L'idée a tout de suite été de tourner ce film sur un temps long, plusieurs mois. D'abord pour installer une confiance, mais aussi pour montrer la Creuse au fil des saisons, très marquées dans ce département du Limousin. La technique est venue soutenir cet objectif. Gertrude Baillot a souhaité installer aussi des caméras fixées sur le tableau de bord et proposer des cadres serrés sur les visages du chauffeur et du passager pour avoir un dispositif de champ/contrechamp possible.

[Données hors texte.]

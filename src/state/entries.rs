//! Cached list of the user's suggestion entries.
//!
//! DESIGN
//! ======
//! The cache is a mirror of the server, never edited locally. A successful
//! fetch replaces it wholesale; a deletion is followed by a refetch because
//! entry numbers are assigned by the server and can shift. Failures land in
//! the `error` slot and leave the last good list in place.
//!
//! Each refresh takes a generation number; a response is applied only if no
//! newer refresh started in the meantime.

#[cfg(test)]
#[path = "entries_test.rs"]
mod entries_test;

use std::sync::Arc;
use std::sync::atomic::{AtomicU64, Ordering};

use tokio::sync::watch;

use super::store::Store;
use crate::net::{ApiError, Entry, SurveyApi};

#[derive(Clone, Debug, Default, PartialEq)]
pub struct EntriesState {
    pub items: Vec<Entry>,
    pub loading: bool,
    pub error: Option<String>,
}

impl EntriesState {
    /// Entries paired with the number to display for each.
    pub fn numbered(&self) -> impl Iterator<Item = (i64, &Entry)> {
        self.items
            .iter()
            .enumerate()
            .map(|(position, entry)| (entry.display_number(position), entry))
    }
}

#[derive(Clone)]
pub struct EntryRepository {
    api: SurveyApi,
    state: Store<EntriesState>,
    generation: Arc<AtomicU64>,
}

impl EntryRepository {
    #[must_use]
    pub fn new(api: SurveyApi) -> Self {
        Self { api, state: Store::new(EntriesState::default()), generation: Arc::new(AtomicU64::new(0)) }
    }

    #[must_use]
    pub fn snapshot(&self) -> EntriesState {
        self.state.get()
    }

    #[must_use]
    pub fn subscribe(&self) -> watch::Receiver<EntriesState> {
        self.state.subscribe()
    }

    /// Refetch the full list and replace the cache.
    ///
    /// # Errors
    ///
    /// Returns the fetch error after recording its message in the error
    /// slot; the previous list is kept.
    pub async fn refresh(&self) -> Result<Vec<Entry>, ApiError> {
        let generation = self.generation.fetch_add(1, Ordering::SeqCst) + 1;
        self.state.update(|s| s.loading = true);

        let result = self.api.list_entries().await;

        if self.generation.load(Ordering::SeqCst) != generation {
            tracing::debug!(generation, "discarding superseded entry refresh");
            return result;
        }

        match &result {
            Ok(items) => {
                tracing::info!(count = items.len(), "entries refreshed");
                let items = items.clone();
                self.state.update(|s| {
                    s.items = items;
                    s.loading = false;
                    s.error = None;
                });
            }
            Err(e) => {
                tracing::warn!(error = %e, "entry refresh failed; keeping cached list");
                let message = e.to_string();
                self.state.update(|s| {
                    s.loading = false;
                    s.error = Some(message);
                });
            }
        }
        result
    }

    /// Delete the entry with server id `id`, then refetch.
    ///
    /// Confirming the deletion with the user is the caller's job.
    ///
    /// # Errors
    ///
    /// Returns the delete error (recorded in the error slot) without
    /// refetching, or the error of the follow-up refresh.
    pub async fn remove(&self, id: i64) -> Result<Vec<Entry>, ApiError> {
        if let Err(e) = self.api.delete_entry(id).await {
            tracing::warn!(id, error = %e, "entry delete failed");
            let message = e.to_string();
            self.state.update(|s| s.error = Some(message));
            return Err(e);
        }
        tracing::info!(id, "entry deleted");
        self.refresh().await
    }

    /// Drop the cached list and any error; used when the session ends.
    pub(crate) fn reset(&self) {
        self.generation.fetch_add(1, Ordering::SeqCst);
        self.state.set(EntriesState::default());
    }
}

Ci-dessous, découvrez un nouvel extrait du film documentaire : Sur les routes de nos vies
Puis il y a la musique, celle d'Olivier Depardon qui souligne magnifiquement et discrètement la beauté de la campagne, d'un instant ou d'un mot. Pour autant, lorsque Gertrude Baillot parcourt les routes de Creuse, c'est une autre musique qu'elle écoute.
Dès les prémisses d’un projet, j’ai pour habitude d’écouter certains titres de musique qui ont pour moi une « couleur » proche de celle du film à venir. Pour Sur les routes de nos vies, les mélodies de Alpha Beta Gaga de Air et Everybody’s Talkin’ de Harry Nilsson m’inspirent particulièrement.
Après avoir passé presque une heure avec Sandrine, Patrice, Sandrine, Olivier et les patients, l'image d'une route qui file vers l'horizon s'impose à nous, quelques regards restent accrochés à nos mémoires et des mots viennent frapper à la porte des choses essentielles, sur les routes de nos vies.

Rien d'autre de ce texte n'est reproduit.